La carte joue sur deux registres. D’un côté, des intitulés classiques et lisibles : vitello tonnato, gravlax de saumon, magret de canard à la Chambourdine, pavlova aux fruits de saison. De l’autre, une série de plats à l’ardoise baptisés du nom d’aïeux imaginaires — la recette de mamie Georgette, le retour de pêche de papy Hippolyte, le panier de tatie Suzie — qui changent selon le marché et permettent à la cuisine de suivre les arrivages. Les entrées sont affichées de 12 € à 14 €, les plats de 25 € à 27 €, les desserts à 12 €. La carte des vins dépasse la centaine de références, toutes d’appellation d’origine contrôlée, à des tarifs volontairement contenus.
Carte & plats emblématiques
le vitello tonnato – tataki de veau accompagné d’une sauce au thon – 14 €.
Les retours publiés mettent en avant la régularité de la cuisine et la fraîcheur des produits, plusieurs convives soulignant que la carte change réellement d’une saison à l’autre et que les plats à l’ardoise réservent des surprises. Le rapport entre la qualité des assiettes et le niveau de l’addition revient comme un argument constant, de même que la carte des vins, jugée accessible pour une sélection intégralement en appellation d’origine contrôlée.
Le cadre est l’autre motif de satisfaction : la maison ancienne, la pierre et la cheminée créent une atmosphère calme et intime, appréciée pour un dîner à deux. L’accueil est décrit comme chaleureux et attentif. Quelques commentaires rappellent que la salle est de taille réduite et que les créneaux du soir partent vite, en particulier en période de visite des châteaux.
Questions fréquentes
Quel est le prix moyen au Castelet à Blois ?

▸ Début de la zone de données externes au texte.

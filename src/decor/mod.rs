//! Pre-tokenization stream decoration.
//!
//! The factory owns one [`Decorations`] value. Right before a tokenizer or
//! generator is constructed, the factory runs the raw source/target through
//! the matching `decorate_*` operation exactly once; whatever comes back is
//! what the tokenizer/generator sees. With nothing configured every operation
//! is an identity move-through, so decoration stays fully optional and
//! side-effect-free.

mod compress;

pub use compress::{ZstdInputDecorator, ZstdOutputDecorator};

use crate::codec::ObjectCodec;
use crate::context::IoContext;
use crate::io::{ByteSource, ByteTarget, CharSource, CharTarget, DataSource};
use std::io;
use std::sync::Arc;

/// Caller-supplied capability that may replace a raw input with a wrapping
/// one (transparent decompression, instrumentation, different buffering).
///
/// Every method defaults to handing the source back untouched, which is also
/// how an implementation declines to decorate a particular representation or
/// a particular call (e.g. keyed off a field of `ctxt`). Streams are owned
/// boxed values, so "decline" and "replace" are both expressed through the
/// return value; the original is never touched behind the caller's back.
///
/// A single configured decorator must be prepared for whichever
/// representation the factory actually constructs from; supplying one that
/// only overrides `decorate_byte_source` is fine as long as the factory is
/// only ever fed byte sources.
///
/// Errors are genuine I/O failures only (a decorator that eagerly reads a
/// header, say) and propagate to the factory caller verbatim.
pub trait InputDecorator: Send + Sync {
    fn decorate_byte_source(
        &self,
        ctxt: &IoContext,
        src: ByteSource,
    ) -> io::Result<ByteSource> {
        let _ = ctxt;
        Ok(src)
    }

    fn decorate_char_source(
        &self,
        ctxt: &IoContext,
        src: CharSource,
    ) -> io::Result<CharSource> {
        let _ = ctxt;
        Ok(src)
    }

    fn decorate_data_source(
        &self,
        ctxt: &IoContext,
        src: DataSource,
    ) -> io::Result<DataSource> {
        let _ = ctxt;
        Ok(src)
    }
}

/// Output-side counterpart of [`InputDecorator`], over the two target
/// representations.
pub trait OutputDecorator: Send + Sync {
    fn decorate_byte_target(
        &self,
        ctxt: &IoContext,
        out: ByteTarget,
    ) -> io::Result<ByteTarget> {
        let _ = ctxt;
        Ok(out)
    }

    fn decorate_char_target(
        &self,
        ctxt: &IoContext,
        out: CharTarget,
    ) -> io::Result<CharTarget> {
        let _ = ctxt;
        Ok(out)
    }
}

/// Holds at most one input decorator, at most one output decorator, and the
/// codec association. Last `set` wins; there is no chaining. Cloning shares
/// the configured values (everything is behind an `Arc`).
///
/// No internal synchronization: configure first, then treat as read-only.
/// Racing `set_*` against `decorate_*` on a shared instance must be
/// synchronized by the owner.
#[derive(Clone, Default)]
pub struct Decorations {
    codec: Option<Arc<dyn ObjectCodec>>,
    input: Option<Arc<dyn InputDecorator>>,
    output: Option<Arc<dyn OutputDecorator>>,
}

impl Decorations {
    pub fn new() -> Self {
        Self::default()
    }

    /// Replace the codec association; `None` clears it. Stored as-is, never
    /// validated.
    pub fn set_codec(&mut self, codec: Option<Arc<dyn ObjectCodec>>) -> &mut Self {
        self.codec = codec;
        self
    }

    pub fn codec(&self) -> Option<Arc<dyn ObjectCodec>> {
        self.codec.clone()
    }

    /// Replace the input decorator; `None` clears it and restores identity
    /// behavior for all input representations.
    pub fn set_input_decorator(&mut self, d: Option<Arc<dyn InputDecorator>>) -> &mut Self {
        self.input = d;
        self
    }

    pub fn input_decorator(&self) -> Option<Arc<dyn InputDecorator>> {
        self.input.clone()
    }

    /// Replace the output decorator; `None` clears it.
    pub fn set_output_decorator(&mut self, d: Option<Arc<dyn OutputDecorator>>) -> &mut Self {
        self.output = d;
        self
    }

    pub fn output_decorator(&self) -> Option<Arc<dyn OutputDecorator>> {
        self.output.clone()
    }

    pub fn decorate_byte_source(
        &self,
        ctxt: &IoContext,
        src: ByteSource,
    ) -> io::Result<ByteSource> {
        match &self.input {
            Some(d) => d.decorate_byte_source(ctxt, src),
            None => Ok(src),
        }
    }

    pub fn decorate_char_source(
        &self,
        ctxt: &IoContext,
        src: CharSource,
    ) -> io::Result<CharSource> {
        match &self.input {
            Some(d) => d.decorate_char_source(ctxt, src),
            None => Ok(src),
        }
    }

    pub fn decorate_data_source(
        &self,
        ctxt: &IoContext,
        src: DataSource,
    ) -> io::Result<DataSource> {
        match &self.input {
            Some(d) => d.decorate_data_source(ctxt, src),
            None => Ok(src),
        }
    }

    pub fn decorate_byte_target(
        &self,
        ctxt: &IoContext,
        out: ByteTarget,
    ) -> io::Result<ByteTarget> {
        match &self.output {
            Some(d) => d.decorate_byte_target(ctxt, out),
            None => Ok(out),
        }
    }

    pub fn decorate_char_target(
        &self,
        ctxt: &IoContext,
        out: CharTarget,
    ) -> io::Result<CharTarget> {
        match &self.output {
            Some(d) => d.decorate_char_target(ctxt, out),
            None => Ok(out),
        }
    }
}
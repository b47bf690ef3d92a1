//! Genesis blocks.

use mw_consensus::{
    Block, BlockHeader, Difficulty, Hash, Proof, BLOCK_HASH_SIZE, DEFAULT_SIZE_SHIFT,
};

/// The mainnet genesis block.
pub fn mainnet() -> Block {
    Block {
        header: BlockHeader {
            version: 1,
            height: 0,
            // 2018-08-14 00:00:00 UTC
            timestamp: 1_534_204_800,
            previous: Hash([0xff; BLOCK_HASH_SIZE]),
            previous_root: Hash::ZERO,
            output_root: Hash::ZERO,
            range_proof_root: Hash::ZERO,
            kernel_root: Hash::ZERO,
            total_kernel_offset: Hash::ZERO,
            output_mmr_size: 0,
            kernel_mmr_size: 0,
            total_difficulty: Difficulty::from_num(1000),
            scaling_difficulty: 1,
            nonce: 28205,
            pow: Proof::new(
                DEFAULT_SIZE_SHIFT,
                vec![
                    0x21e, 0x7a2, 0xeae, 0x144e, 0x1b1c, 0x1fbd, 0x203a, 0x214b, 0x293b, 0x2b74,
                    0x2bfa, 0x2c26, 0x32bb, 0x346a, 0x34c7, 0x37c5, 0x4164, 0x42cc, 0x4cc3,
                    0x55af, 0x5a70, 0x5b14, 0x5e1c, 0x5f76, 0x6061, 0x60f9, 0x61d7, 0x6318,
                    0x63a1, 0x63fb, 0x649b, 0x64e5, 0x65a1, 0x6b69, 0x70f8, 0x71c7, 0x71cd,
                    0x7492, 0x7b11, 0x7db8, 0x7f29, 0x7ff8,
                ],
            ),
        },
        inputs: vec![],
        outputs: vec![],
        kernels: vec![],
    }
}
/// A typed p2p message.
#[derive(Debug, Clone)]
pub enum Message {
    /// Error notification.
    Error(PeerError),
    /// First part of the handshake.
    Hand(Hand),
    /// Second part of the handshake.
    Shake(Shake),
    /// Keepalive request. Must be answered with a `Pong`.
    Ping(Ping),
    /// Keepalive response.
    Pong(Ping),
    /// Ask for addresses of peers with the given capabilities.
    GetPeerAddrs(Capabilities),
    /// Peer addresses we know of that are fresh enough.
    PeerAddrs(Vec<SocketAddr>),
    /// Ask for the headers following a locator.
    GetHeaders(Locator),
    /// A single block header.
    Header(BlockHeader),
    /// A batch of block headers.
    Headers(Vec<BlockHeader>),
    /// Ask for a block by hash.
    GetBlock(Hash),
    /// A full block.
    Block(Block),
    /// Ask for a compact block by hash.
    GetCompactBlock(Hash),
    /// A compact block.
    CompactBlock(CompactBlock),
    /// A transaction still in stem phase.
    StemTransaction(Transaction),
    /// A transaction being relayed.
    Transaction(Transaction),
    /// Ask for the txhashset archive at a given block.
    TxHashSetRequest {
        /// Block the archive is rooted at.
        hash: Hash,
        /// Height of that block.
        height: u64,
    },
    /// Announce a txhashset archive.
    TxHashSetArchive {
        /// Block the archive is rooted at.
        hash: Hash,
        /// Height of that block.
        height: u64,
        /// Size of the archive that follows, in bytes.
        bytes: u64,
    },
    /// Reason for banning the remote.
    BanReason(u32),
    /// Ask for a transaction by hash.
    GetTransaction(Hash),
    /// A single transaction kernel, referenced by its hash.
    TransactionKernel(Hash),
}

impl Message {
    /// The wire type of this message.
    pub fn msg_type(&self) -> MsgType {
        match self {
            Message::Error(_) => MsgType::Error,
            Message::Hand(_) => MsgType::Hand,
            Message::Shake(_) => MsgType::Shake,
            Message::Ping(_) => MsgType::Ping,
            Message::Pong(_) => MsgType::Pong,
            Message::GetPeerAddrs(_) => MsgType::GetPeerAddrs,
            Message::PeerAddrs(_) => MsgType::PeerAddrs,
            Message::GetHeaders(_) => MsgType::GetHeaders,
            Message::Header(_) => MsgType::Header,
            Message::Headers(_) => MsgType::Headers,
            Message::GetBlock(_) => MsgType::GetBlock,
            Message::Block(_) => MsgType::Block,
            Message::GetCompactBlock(_) => MsgType::GetCompactBlock,
            Message::CompactBlock(_) => MsgType::CompactBlock,
            Message::StemTransaction(_) => MsgType::StemTransaction,
            Message::Transaction(_) => MsgType::Transaction,
            Message::TxHashSetRequest { .. } => MsgType::TxHashSetRequest,
            Message::TxHashSetArchive { .. } => MsgType::TxHashSetArchive,
            Message::BanReason(_) => MsgType::BanReason,
            Message::GetTransaction(_) => MsgType::GetTransaction,
            Message::TransactionKernel(_) => MsgType::TransactionKernel,
        }
    }

    /// Serialize the message body.
    pub fn body_bytes(&self) -> Bytes {
        let mut buf = BytesMut::new();
        match self {
            Message::Error(e) => {
                buf.put_u32(e.code);
                write_string(&mut buf, &e.message);
            }
            Message::Hand(hand) => hand.write(&mut buf),
            Message::Shake(shake) => shake.write(&mut buf),
            Message::Ping(ping) | Message::Pong(ping) => ping.write(&mut buf),
            Message::GetPeerAddrs(caps) => buf.put_u32(caps.0),
            Message::PeerAddrs(addrs) => {
                debug_assert!(addrs.len() <= MAX_PEER_ADDRS);
                buf.put_u32(addrs.len() as u32);
                for addr in addrs {
                    write_addr(&mut buf, addr);
                }
            }
            Message::GetHeaders(locator) => locator.write(&mut buf),
            Message::Header(header) => header.write(&mut buf),
            Message::Headers(headers) => {
                debug_assert!(headers.len() <= MAX_BLOCK_HEADERS);
                buf.put_u16(headers.len() as u16);
                for header in headers {
                    header.write(&mut buf);
                }
            }
            Message::GetBlock(hash)
            | Message::GetCompactBlock(hash)
            | Message::GetTransaction(hash)
            | Message::TransactionKernel(hash) => buf.put_slice(hash.as_bytes()),
            Message::Block(block) => block.write(&mut buf),
            Message::CompactBlock(block) => block.write(&mut buf),
            Message::StemTransaction(tx) | Message::Transaction(tx) => tx.write(&mut buf),
            Message::TxHashSetRequest { hash, height } => {
                buf.put_slice(hash.as_bytes());
                buf.put_u64(*height);
            }
            Message::TxHashSetArchive {
                hash,
                height,
                bytes,
            } => {
                buf.put_slice(hash.as_bytes());
                buf.put_u64(*height);
                buf.put_u64(*bytes);
            }
            Message::BanReason(reason) => buf.put_u32(*reason),
        }
        buf.freeze()
    }

    /// Decode a message body of the given type, requiring the body to be
    /// consumed exactly.
    pub fn read_body(msg_type: MsgType, body: Bytes) -> NetworkResult<Self> {
        let mut r = Reader::new(body);

        let msg = match msg_type {
            MsgType::Error => Message::Error(PeerError {
                code: r.u32()?,
                message: read_string(&mut r)?,
            }),
            MsgType::Hand => Message::Hand(Hand::read(&mut r)?),
            MsgType::Shake => Message::Shake(Shake::read(&mut r)?),
            MsgType::Ping => Message::Ping(Ping::read(&mut r)?),
            MsgType::Pong => Message::Pong(Ping::read(&mut r)?),
            MsgType::GetPeerAddrs => Message::GetPeerAddrs(Capabilities(r.u32()?)),
            MsgType::PeerAddrs => {
                let count = r.u32()?;
                if count as usize > MAX_PEER_ADDRS {
                    return Err(NetworkError::Malformed(ConsensusError::TooMany {
                        collection: "peer addresses",
                        count: u64::from(count),
                        max: MAX_PEER_ADDRS as u64,
                    }));
                }
                let mut addrs = Vec::with_capacity(count as usize);
                for _ in 0..count {
                    addrs.push(read_addr(&mut r)?);
                }
                Message::PeerAddrs(addrs)
            }
            MsgType::GetHeaders => Message::GetHeaders(Locator::read(&mut r)?),
            MsgType::Header => Message::Header(BlockHeader::read(&mut r)?),
            MsgType::Headers => {
                let count = r.u16()?;
                if count as usize > MAX_BLOCK_HEADERS {
                    return Err(NetworkError::Malformed(ConsensusError::TooMany {
                        collection: "block headers",
                        count: u64::from(count),
                        max: MAX_BLOCK_HEADERS as u64,
                    }));
                }
                let mut headers = Vec::with_capacity(count as usize);
                for _ in 0..count {
                    headers.push(BlockHeader::read(&mut r)?);
                }
                Message::Headers(headers)
            }
            MsgType::GetBlock => Message::GetBlock(Hash(r.fixed()?)),
            MsgType::Block => Message::Block(Block::read(&mut r)?),
            MsgType::GetCompactBlock => Message::GetCompactBlock(Hash(r.fixed()?)),
            MsgType::CompactBlock => Message::CompactBlock(CompactBlock::read(&mut r)?),
            MsgType::StemTransaction => Message::StemTransaction(Transaction::read(&mut r)?),
            MsgType::Transaction => Message::Transaction(Transaction::read(&mut r)?),
            MsgType::TxHashSetRequest => Message::TxHashSetRequest {
                hash: Hash(r.fixed()?),
                height: r.u64()?,
            },
            MsgType::TxHashSetArchive => Message::TxHashSetArchive {
                hash: Hash(r.fixed()?),
                height: r.u64()?,
                bytes: r.u64()?,
            },
            MsgType::BanReason => Message::BanReason(r.u32()?),
            MsgType::GetTransaction => Message::GetTransaction(Hash(r.fixed()?)),
            MsgType::TransactionKernel => Message::TransactionKernel(Hash(r.fixed()?)),
        };

        r.expect_empty().map_err(NetworkError::Malformed)?;
        Ok(msg)
    }
}
//! Block storage behind the chain.

use mw_consensus::{Block, Hash};
use std::collections::{BTreeMap, HashMap};

/// Identify a block by hash, by height, or both.
#[derive(Debug, Clone, Default)]
pub struct BlockId {
    /// Block hash, when known.
    pub hash: Option<Hash>,
    /// Block height, when known.
    pub height: Option<u64>,
}

impl BlockId {
    /// Identify by hash.
    pub fn by_hash(hash: Hash) -> Self {
        Self {
            hash: Some(hash),
            height: None,
        }
    }

    /// Identify by height.
    pub fn by_height(height: u64) -> Self {
        Self {
            hash: None,
            height: Some(height),
        }
    }
}

/// Storage the chain keeps its blocks in.
pub trait ChainStore: Send + Sync {
    /// Store a block.
    fn add_block(&mut self, block: &Block);

    /// Remove a block.
    fn del_block(&mut self, id: &BlockId);

    /// Fetch a block.
    fn get_block(&self, id: &BlockId) -> Option<Block>;

    /// The stored block with the greatest height.
    fn get_last_block(&self) -> Option<Block>;

    /// Walk forward from the identified block, inclusive, by ascending
    /// height, up to `limit` blocks.
    fn from(&self, id: &BlockId, limit: usize) -> Vec<Block>;
}

/// In-memory store indexed by hash and height.
#[derive(Default)]
pub struct MemoryStore {
    by_hash: HashMap<Hash, Block>,
    by_height: BTreeMap<u64, Hash>,
}

impl MemoryStore {
    /// An empty store.
    pub fn new() -> Self {
        Self::default()
    }

    fn resolve(&self, id: &BlockId) -> Option<&Block> {
        if let Some(hash) = &id.hash {
            let block = self.by_hash.get(hash)?;
            if let Some(height) = id.height {
                if block.header.height != height {
                    return None;
                }
            }
            return Some(block);
        }

        let height = id.height?;
        let hash = self.by_height.get(&height)?;
        self.by_hash.get(hash)
    }
}

impl ChainStore for MemoryStore {
    fn add_block(&mut self, block: &Block) {
        let hash = block.hash();
        self.by_height.insert(block.header.height, hash);
        self.by_hash.insert(hash, block.clone());
    }

    fn del_block(&mut self, id: &BlockId) {
        let Some(block) = self.resolve(id) else { return };
        let hash = block.hash();
        let height = block.header.height;

        self.by_hash.remove(&hash);
        if self.by_height.get(&height) == Some(&hash) {
            self.by_height.remove(&height);
        }
    }

    fn get_block(&self, id: &BlockId) -> Option<Block> {
        self.resolve(id).cloned()
    }

    fn get_last_block(&self) -> Option<Block> {
        let (_, hash) = self.by_height.iter().next_back()?;
        self.by_hash.get(hash).cloned()
    }

    fn from(&self, id: &BlockId, limit: usize) -> Vec<Block> {
        let Some(start) = self.resolve(id) else {
            return Vec::new();
        };

        self.by_height
            .range(start.header.height..)
            .take(limit)
            .filter_map(|(_, hash)| self.by_hash.get(hash).cloned())
            .collect()
    }
}

#[cfg(test)]
mod tests {
    use super::*;
    use crate::genesis;

    fn block_at(height: u64, previous: Hash) -> Block {
        let mut block = genesis::mainnet();
        block.header.height = height;
        block.header.previous = previous;
        block.header.nonce = height;
        block.header.pow.nonces[0] = height as u32;
        block
    }

    #[test]
    fn stores_and_walks_forward() {
        let mut store = MemoryStore::new();

        let b0 = block_at(0, Hash::ZERO);
        let b1 = block_at(1, b0.hash());
        let b2 = block_at(2, b1.hash());
        for b in [&b0, &b1, &b2] {
            store.add_block(b);
        }

        assert_eq!(store.get_last_block().unwrap().hash(), b2.hash());
        assert_eq!(
            store.get_block(&BlockId::by_hash(b1.hash())).unwrap().hash(),
            b1.hash()
        );
        assert_eq!(
            store.get_block(&BlockId::by_height(2)).unwrap().hash(),
            b2.hash()
        );

        let walked = store.from(&BlockId::by_height(1), 10);
        assert_eq!(walked.len(), 2);
        assert_eq!(walked[0].hash(), b1.hash());
        assert_eq!(walked[1].hash(), b2.hash());

        let limited = store.from(&BlockId::by_height(0), 2);
        assert_eq!(limited.len(), 2);
    }

    #[test]
    fn delete_removes_both_indexes() {
        let mut store = MemoryStore::new();
        let b0 = block_at(0, Hash::ZERO);
        store.add_block(&b0);

        store.del_block(&BlockId::by_hash(b0.hash()));
        assert!(store.get_block(&BlockId::by_height(0)).is_none());
        assert!(store.get_last_block().is_none());
    }

    #[test]
    fn mismatched_hash_and_height_resolves_to_nothing() {
        let mut store = MemoryStore::new();
        let b0 = block_at(0, Hash::ZERO);
        store.add_block(&b0);

        let id = BlockId {
            hash: Some(b0.hash()),
            height: Some(5),
        };
        assert!(store.get_block(&id).is_none());
    }
}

L’addition moyenne se situe autour de 38 € par personne. Les menus s’échelonnent de 20 € à 37 €, avec un menu junior à 12 €. À la carte, comptez 12 € à 14 € l’entrée et 25 € à 27 € le plat.
Le Castelet propose-t-il des plats végétariens ?
Oui. La maison annonce une formule végétarienne ainsi qu’une formule pesco-végétarienne, et plusieurs entrées de la carte, comme le gaspacho de tomate à la faisselle de chèvre, se prêtent à un repas sans viande.
Faut-il réserver au Castelet ?
C’est fortement recommandé : la salle compte peu de couverts et les services du soir se remplissent rapidement. La réservation se fait par téléphone ou en ligne depuis le site du restaurant.
Quels sont les jours d’ouverture ?
Le restaurant sert les lundi, mardi, jeudi, vendredi et samedi, de 12 h à 13 h 30 puis de 19 h à 21 h. Il est fermé le mercredi et le dimanche.
Le restaurant est-il proche du château de Blois ?
Oui, il se trouve à environ cinq minutes à pied du château royal de Blois, dans le vieux Blois, à mi-chemin entre le château et les bords de Loire.
Conclusion
Le Castelet occupe une place cohérente dans le paysage blésois : une maison du XVIe siècle, une cuisine artisanale entièrement faite sur place et une carte tourangelle qui suit les saisons plutôt que les modes. La double lecture de la carte — intitulés classiques d’un côté, plats d’ardoise aux noms d’aïeux de l’autre — donne à l’adresse une identité immédiatement reconnaissable.
Les atouts se résument à la fraîcheur des produits achetés chaque jour, au magret de canard à la Chambourdine et à la joue de bœuf sur embeurrée de butternut, aux desserts maison comme la pavlova ou le croq’ chou, et à une carte des vins de plus de cent références en appellation d’origine contrôlée à prix mesurés. Les formules végétarienne et pesco-végétarienne complètent l’offre.
Pour une première visite, un vitello tonnato suivi du magret de canard puis d’une pavlova donne une bonne mesure de la maison ; les curieux préféreront s’en remettre aux propositions de l’ardoise. Dans tous les cas, mieux vaut réserver, la salle étant de dimension modeste.